━━━━━ SOURCE DATA

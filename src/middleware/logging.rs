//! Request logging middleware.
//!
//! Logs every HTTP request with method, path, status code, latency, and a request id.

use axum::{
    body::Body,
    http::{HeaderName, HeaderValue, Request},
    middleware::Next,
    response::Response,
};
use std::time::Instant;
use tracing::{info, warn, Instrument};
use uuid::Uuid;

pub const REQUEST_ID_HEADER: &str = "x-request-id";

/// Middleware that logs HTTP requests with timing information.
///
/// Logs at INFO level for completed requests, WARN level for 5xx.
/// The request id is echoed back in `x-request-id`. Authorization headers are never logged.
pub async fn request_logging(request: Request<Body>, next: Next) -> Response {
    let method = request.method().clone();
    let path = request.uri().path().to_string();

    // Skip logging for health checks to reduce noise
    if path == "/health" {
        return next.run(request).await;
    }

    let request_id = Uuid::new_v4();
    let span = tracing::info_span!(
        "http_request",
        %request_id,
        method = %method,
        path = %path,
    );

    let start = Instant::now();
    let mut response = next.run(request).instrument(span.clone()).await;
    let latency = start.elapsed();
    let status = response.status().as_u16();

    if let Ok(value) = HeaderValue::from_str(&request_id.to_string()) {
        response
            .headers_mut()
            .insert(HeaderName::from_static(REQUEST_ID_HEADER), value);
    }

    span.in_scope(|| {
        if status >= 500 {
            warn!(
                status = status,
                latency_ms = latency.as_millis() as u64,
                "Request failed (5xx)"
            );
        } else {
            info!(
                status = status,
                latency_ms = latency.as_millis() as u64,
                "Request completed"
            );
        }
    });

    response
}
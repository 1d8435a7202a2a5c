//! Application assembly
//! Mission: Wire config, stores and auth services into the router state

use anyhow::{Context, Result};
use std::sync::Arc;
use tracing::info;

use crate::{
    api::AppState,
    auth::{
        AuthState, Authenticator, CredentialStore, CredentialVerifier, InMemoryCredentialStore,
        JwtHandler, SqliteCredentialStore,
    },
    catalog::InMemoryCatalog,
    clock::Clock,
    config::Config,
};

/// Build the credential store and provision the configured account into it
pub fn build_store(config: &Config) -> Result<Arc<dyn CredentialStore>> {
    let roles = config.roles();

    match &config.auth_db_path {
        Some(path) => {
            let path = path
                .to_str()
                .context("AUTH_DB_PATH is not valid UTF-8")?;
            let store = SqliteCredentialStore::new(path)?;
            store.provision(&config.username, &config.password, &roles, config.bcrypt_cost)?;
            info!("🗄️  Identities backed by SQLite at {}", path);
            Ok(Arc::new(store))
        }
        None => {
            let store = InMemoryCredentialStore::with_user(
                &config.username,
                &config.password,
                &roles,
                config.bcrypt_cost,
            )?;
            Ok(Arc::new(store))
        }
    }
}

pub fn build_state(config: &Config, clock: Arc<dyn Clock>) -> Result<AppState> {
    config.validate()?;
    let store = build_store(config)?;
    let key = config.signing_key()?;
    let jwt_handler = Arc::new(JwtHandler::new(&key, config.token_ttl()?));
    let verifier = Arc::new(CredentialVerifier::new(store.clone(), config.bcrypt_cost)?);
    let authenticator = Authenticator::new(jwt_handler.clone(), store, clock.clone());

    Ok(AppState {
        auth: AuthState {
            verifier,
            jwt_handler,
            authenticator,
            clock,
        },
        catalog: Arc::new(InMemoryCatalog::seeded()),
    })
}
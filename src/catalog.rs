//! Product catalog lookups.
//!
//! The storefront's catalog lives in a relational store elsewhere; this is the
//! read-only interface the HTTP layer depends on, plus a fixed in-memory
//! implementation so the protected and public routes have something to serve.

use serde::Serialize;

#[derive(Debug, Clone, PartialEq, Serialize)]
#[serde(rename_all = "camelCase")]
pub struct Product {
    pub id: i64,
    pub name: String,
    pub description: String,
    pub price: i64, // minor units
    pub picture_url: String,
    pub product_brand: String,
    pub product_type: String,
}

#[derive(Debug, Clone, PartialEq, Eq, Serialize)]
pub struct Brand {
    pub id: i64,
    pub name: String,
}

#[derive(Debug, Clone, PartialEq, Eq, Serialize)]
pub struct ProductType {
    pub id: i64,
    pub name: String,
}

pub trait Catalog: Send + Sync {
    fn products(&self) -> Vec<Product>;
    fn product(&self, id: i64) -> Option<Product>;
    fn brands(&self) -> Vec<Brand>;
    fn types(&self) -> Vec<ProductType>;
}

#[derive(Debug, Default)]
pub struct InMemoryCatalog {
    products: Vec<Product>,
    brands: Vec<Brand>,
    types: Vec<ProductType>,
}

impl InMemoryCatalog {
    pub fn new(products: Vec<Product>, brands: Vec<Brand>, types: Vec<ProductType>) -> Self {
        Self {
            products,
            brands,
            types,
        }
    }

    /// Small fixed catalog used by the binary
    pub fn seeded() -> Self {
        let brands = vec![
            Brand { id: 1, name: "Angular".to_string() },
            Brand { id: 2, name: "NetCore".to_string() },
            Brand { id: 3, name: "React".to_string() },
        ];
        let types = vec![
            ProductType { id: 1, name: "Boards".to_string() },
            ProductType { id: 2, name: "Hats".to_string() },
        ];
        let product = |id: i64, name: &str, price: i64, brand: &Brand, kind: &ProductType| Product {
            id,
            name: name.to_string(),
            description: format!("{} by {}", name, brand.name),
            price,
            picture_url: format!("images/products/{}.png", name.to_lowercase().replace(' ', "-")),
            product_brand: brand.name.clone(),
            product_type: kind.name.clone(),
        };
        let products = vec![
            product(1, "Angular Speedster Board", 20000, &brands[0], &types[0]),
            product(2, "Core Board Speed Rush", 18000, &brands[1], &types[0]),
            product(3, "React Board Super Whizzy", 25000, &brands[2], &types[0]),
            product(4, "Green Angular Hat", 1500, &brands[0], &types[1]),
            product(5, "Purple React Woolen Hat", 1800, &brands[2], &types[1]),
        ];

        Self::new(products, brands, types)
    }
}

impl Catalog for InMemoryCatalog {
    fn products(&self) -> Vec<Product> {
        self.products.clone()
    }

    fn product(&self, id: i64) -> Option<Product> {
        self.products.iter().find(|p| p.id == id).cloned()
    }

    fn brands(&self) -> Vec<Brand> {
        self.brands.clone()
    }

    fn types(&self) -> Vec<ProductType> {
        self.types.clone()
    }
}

━━━━━━━━━━

Only those lines of the entries above that run from the line containing "pub fn build_store(config: &Config)" to the line containing "is not valid", both included, should be transcribed exactly.

TASK RESPONSE:
pub fn build_store(config: &Config) -> Result<Arc<dyn CredentialStore>> {
    let roles = config.roles();

    match &config.auth_db_path {
        Some(path) => {
            let path = path
                .to_str()
                .context("AUTH_DB_PATH is not valid UTF-8")?;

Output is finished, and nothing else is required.